**EXERCISE MATERIALS**
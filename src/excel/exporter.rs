//! Excel exporters: the four-column T2L sheet and the attached list workbook

use crate::error::{T2lError, T2lResult};
use crate::matcher::resolve_mapping;
use crate::render::T2lReport;
use crate::types::{Brand, DerivedRecord, MappingEntry};
use regex::Regex;
use rust_xlsxwriter::{Color, Format, FormatAlign, FormatBorder, Workbook, Worksheet};
use std::collections::{BTreeMap, HashSet};
use std::path::Path;
use std::sync::OnceLock;

/// Name of the single sheet in the T2L export
pub const T2L_SHEET_NAME: &str = "T2L Data";

/// Header row of the T2L export
pub const T2L_HEADERS: [&str; 4] = ["HS Code", "G3 String", "Pack 1", "Pack 2"];

/// Vehicles per HS code sheet in the attached list
pub const DEFAULT_CHUNK_SIZE: usize = 99;

/// Excel's limit on worksheet name length
const MAX_SHEET_NAME_LEN: usize = 31;

/// `T2L_Export_<swb>.xlsx`, with `data` standing in for an empty SWB.
/// Characters that are not allowed in file names become `_`.
pub fn default_file_name(swb: &str) -> String {
    let swb = swb.trim();
    if swb.is_empty() {
        return "T2L_Export_data.xlsx".to_string();
    }
    let stem: String = swb
        .chars()
        .map(|c| match c {
            '/' | '\\' | ':' | '*' | '?' | '"' | '<' | '>' | '|' => '_',
            c if c.is_control() => '_',
            other => other,
        })
        .collect();
    format!("T2L_Export_{}.xlsx", stem)
}

fn xlsx_err(context: &str) -> impl Fn(rust_xlsxwriter::XlsxError) -> T2lError + '_ {
    move |e| T2lError::Export(format!("{}: {}", context, e))
}

//==============================================================================
// T2L Export
//==============================================================================

/// Writes the rendered report as one sheet with HS, G3, Pack 1 and Pack 2
pub struct T2lExporter<'a> {
    report: &'a T2lReport,
}

impl<'a> T2lExporter<'a> {
    pub fn new(report: &'a T2lReport) -> Self {
        Self { report }
    }

    pub fn build(&self) -> T2lResult<Workbook> {
        let mut workbook = Workbook::new();
        let bold = Format::new().set_bold();
        let worksheet = workbook.add_worksheet();
        worksheet
            .set_name(T2L_SHEET_NAME)
            .map_err(xlsx_err("Failed to set worksheet name"))?;

        for (col, header) in T2L_HEADERS.iter().enumerate() {
            worksheet
                .write_string_with_format(0, col as u16, *header, &bold)
                .map_err(xlsx_err("Failed to write header"))?;
        }

        for (idx, item) in self.report.items.iter().enumerate() {
            let row = (idx + 1) as u32;
            let cells = [&item.c3, &item.g3, &item.pack1, &item.pack2];
            for (col, text) in cells.iter().enumerate() {
                worksheet
                    .write_string(row, col as u16, text.as_str())
                    .map_err(xlsx_err("Failed to write cell"))?;
            }
        }

        worksheet
            .set_column_width(0, 12)
            .map_err(xlsx_err("Failed to set column width"))?;
        worksheet
            .set_column_width(1, 60)
            .map_err(xlsx_err("Failed to set column width"))?;
        worksheet
            .set_column_width(2, 16)
            .map_err(xlsx_err("Failed to set column width"))?;
        worksheet
            .set_column_width(3, 28)
            .map_err(xlsx_err("Failed to set column width"))?;

        Ok(workbook)
    }

    pub fn export(&self, output_path: &Path) -> T2lResult<()> {
        let mut workbook = self.build()?;
        workbook
            .save(output_path)
            .map_err(xlsx_err("Failed to save Excel file"))
    }

    pub fn to_bytes(&self) -> T2lResult<Vec<u8>> {
        let mut workbook = self.build()?;
        workbook
            .save_to_buffer()
            .map_err(xlsx_err("Failed to serialize Excel file"))
    }
}

//==============================================================================
// Attached List Export
//==============================================================================

/// Destinations printed on the attached list in addition to the user's
/// mappings. User mappings are tried first.
pub const ATTACHED_LIST_DESTINATIONS: [(&str, &str); 17] = [
    ("EGYAG", "ALEXANDRIA (EGIPT)"),
    ("AZEMQ", "AZERBAIJAN"),
    ("CYPEY", "LIMASSOL (CIPER)"),
    ("GEODB", "GEORGIA"),
    ("CYPXP", "LIMASSOL (CIPER)"),
    ("CYPEZ", "NORTH CYPRUS"),
    ("GRCGR", "PIRAEUS (GRČIJA)"),
    ("GRCDP", "PIRAEUS (GRČIJA)"),
    ("ILASH", "HAIFA"),
    ("ILHFA", "HAIFA"),
    ("ILPAL", "PALESTINA (HAIFA)"),
    ("LBNLJ", "BEIRUT"),
    ("MTSGW", "LA VALLETTA (MALTA)"),
    ("TNTUN", "LA GOULLETE (TUNISIJA)"),
    ("TREYP", "EFESAN (TURČIJA)"),
    ("LIMA", "LIMASSOL (CIPER)"),
    ("PIRE", "PIRAEUS (GRČIJA)"),
];

fn parenthesized() -> &'static Regex {
    static RE: OnceLock<Regex> = OnceLock::new();
    RE.get_or_init(|| Regex::new(r"\s*\(.*?\)\s*").expect("valid regex"))
}

/// Drop parenthesized parts: `ALEXANDRIA (EGIPT)` → `ALEXANDRIA`
pub fn clean_destination(name: &str) -> String {
    parenthesized().replace_all(name, "").trim().to_string()
}

/// `base` plus ` (n)`, shortening `base` so the result fits a sheet name
fn with_suffix(base: &str, n: usize) -> String {
    let suffix = format!(" ({})", n);
    let keep = MAX_SHEET_NAME_LEN.saturating_sub(suffix.chars().count());
    let mut name: String = base.chars().take(keep).collect();
    name.push_str(&suffix);
    name
}

/// Replace characters Excel rejects in sheet names and cap the length
fn sheet_safe(name: &str) -> String {
    name.chars()
        .map(|c| match c {
            '[' | ']' | ':' | '*' | '?' | '/' | '\\' => '_',
            other => other,
        })
        .take(MAX_SHEET_NAME_LEN)
        .collect()
}

/// Attached list: an overview sheet plus one sheet per HS code chunk
pub struct AttachedListExporter<'a> {
    records: &'a [DerivedRecord],
    destinations: Vec<MappingEntry>,
    swb: &'a str,
    brand: Brand,
    chunk_size: usize,
}

impl<'a> AttachedListExporter<'a> {
    pub fn new(
        records: &'a [DerivedRecord],
        mappings: &'a [MappingEntry],
        swb: &'a str,
        brand: Brand,
    ) -> Self {
        let destinations = mappings
            .iter()
            .cloned()
            .chain(
                ATTACHED_LIST_DESTINATIONS
                    .iter()
                    .map(|(code, name)| MappingEntry::new(*code, *name)),
            )
            .collect();
        Self {
            records,
            destinations,
            swb,
            brand,
            chunk_size: DEFAULT_CHUNK_SIZE,
        }
    }

    pub fn with_chunk_size(mut self, chunk_size: usize) -> Self {
        self.chunk_size = chunk_size.max(1);
        self
    }

    fn destination(&self, record: &DerivedRecord) -> String {
        clean_destination(&resolve_mapping(&record.dest, &self.destinations))
    }

    /// Sheet names for each chunk, in order: HS codes sorted, `{n}x {hs}`,
    /// repeated names get ` (2)`, ` (3)`, ... Names are cut to Excel's
    /// limit before they are made unique.
    pub fn chunk_sheets(&self) -> Vec<(String, Vec<&'a DerivedRecord>)> {
        let mut by_hs: BTreeMap<&str, Vec<&'a DerivedRecord>> = BTreeMap::new();
        for record in self.records {
            by_hs.entry(record.hs_code.as_str()).or_default().push(record);
        }

        // Excel compares sheet names case-insensitively
        let mut used: HashSet<String> = HashSet::new();
        let mut sheets = Vec::new();
        for (hs, vehicles) in by_hs {
            for chunk in vehicles.chunks(self.chunk_size) {
                let base = sheet_safe(&format!("{}x {}", chunk.len(), hs));
                let mut name = base.clone();
                let mut n = 1;
                while used.contains(&name.to_lowercase()) {
                    n += 1;
                    name = with_suffix(&base, n);
                }
                used.insert(name.to_lowercase());
                sheets.push((name, chunk.to_vec()));
            }
        }
        sheets
    }

    pub fn build(&self) -> T2lResult<Workbook> {
        let mut workbook = Workbook::new();
        let bold = Format::new().set_bold();
        let badge = Format::new()
            .set_bold()
            .set_background_color(Color::RGB(0xCCFFCC))
            .set_border(FormatBorder::Thin)
            .set_align(FormatAlign::Center);

        let overview = workbook.add_worksheet();
        overview
            .set_name(format!("ALL {}", self.brand.label()))
            .map_err(xlsx_err("Failed to set worksheet name"))?;
        self.write_overview(overview, &bold, &badge)?;

        for (name, chunk) in self.chunk_sheets() {
            let sheet = workbook.add_worksheet();
            sheet
                .set_name(&name)
                .map_err(xlsx_err("Failed to set worksheet name"))?;
            self.write_chunk(sheet, &chunk, &bold)?;
        }

        Ok(workbook)
    }

    fn write_overview(&self, ws: &mut Worksheet, bold: &Format, badge: &Format) -> T2lResult<()> {
        ws.write_string_with_format(1, 1, format!("ATTACHED LIST SWB NO.: {}", self.swb), bold)
            .map_err(xlsx_err("Failed to write title"))?;
        ws.write_string_with_format(1, 2, "T2L", badge)
            .map_err(xlsx_err("Failed to write title"))?;

        let headers = ["", "VINS:", "DIZ", "MODEL", "WEIGHT", "DESTINATION", "HS CODE"];
        for (col, header) in headers.iter().enumerate() {
            ws.write_string_with_format(2, col as u16, *header, bold)
                .map_err(xlsx_err("Failed to write header"))?;
        }

        for (idx, record) in self.records.iter().enumerate() {
            let row = (idx + 3) as u32;
            ws.write_number(row, 0, (idx + 1) as f64)
                .map_err(xlsx_err("Failed to write cell"))?;
            self.write_vehicle(ws, row, 1, record)?;
        }

        let total_row = (self.records.len() + 3) as u32;
        let total = total_weight(self.records.iter());
        ws.write_number_with_format(total_row, 4, total as f64, bold)
            .map_err(xlsx_err("Failed to write total"))?;

        ws.set_column_width(0, 5)
            .map_err(xlsx_err("Failed to set column width"))?;
        for col in 1..=6 {
            ws.set_column_width(col, 20)
                .map_err(xlsx_err("Failed to set column width"))?;
        }
        Ok(())
    }

    fn write_chunk(&self, ws: &mut Worksheet, chunk: &[&DerivedRecord], bold: &Format) -> T2lResult<()> {
        let headers = ["CHASSIS", "DIZ", "MODEL", "WEIGHT", "DESTINATION", "HS CODE"];
        for (col, header) in headers.iter().enumerate() {
            ws.write_string_with_format(0, col as u16, *header, bold)
                .map_err(xlsx_err("Failed to write header"))?;
        }

        for (idx, record) in chunk.iter().enumerate() {
            self.write_vehicle(ws, (idx + 1) as u32, 0, record)?;
        }

        let total_row = (chunk.len() + 1) as u32;
        let total = total_weight(chunk.iter().copied());
        ws.write_number_with_format(total_row, 3, total as f64, bold)
            .map_err(xlsx_err("Failed to write total"))?;

        for col in 0..=5 {
            ws.set_column_width(col, 20)
                .map_err(xlsx_err("Failed to set column width"))?;
        }
        Ok(())
    }

    /// VIN, DIZ, model, weight, destination and HS code from column `first`
    fn write_vehicle(
        &self,
        ws: &mut Worksheet,
        row: u32,
        first: u16,
        record: &DerivedRecord,
    ) -> T2lResult<()> {
        ws.write_string(row, first, &record.vin)
            .map_err(xlsx_err("Failed to write cell"))?;
        ws.write_string(row, first + 1, &record.diz)
            .map_err(xlsx_err("Failed to write cell"))?;
        ws.write_string(row, first + 2, &record.model)
            .map_err(xlsx_err("Failed to write cell"))?;
        ws.write_number(row, first + 3, record.weight as f64)
            .map_err(xlsx_err("Failed to write cell"))?;
        ws.write_string(row, first + 4, self.destination(record))
            .map_err(xlsx_err("Failed to write cell"))?;
        ws.write_string(row, first + 5, &record.hs_code)
            .map_err(xlsx_err("Failed to write cell"))?;
        Ok(())
    }

    pub fn export(&self, output_path: &Path) -> T2lResult<()> {
        let mut workbook = self.build()?;
        workbook
            .save(output_path)
            .map_err(xlsx_err("Failed to save Excel file"))
    }
}

fn total_weight<'r>(records: impl Iterator<Item = &'r DerivedRecord>) -> u64 {
    records.map(|r| r.weight).sum()
}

**TRY IT**
Apply a filter for "Color" to the data above, then copy each line that matches.

**WRITTEN RESPONSE**
use rust_xlsxwriter::{Color, Format, FormatAlign, FormatBorder, Workbook, Worksheet};
            .set_background_color(Color::RGB(0xCCFFCC))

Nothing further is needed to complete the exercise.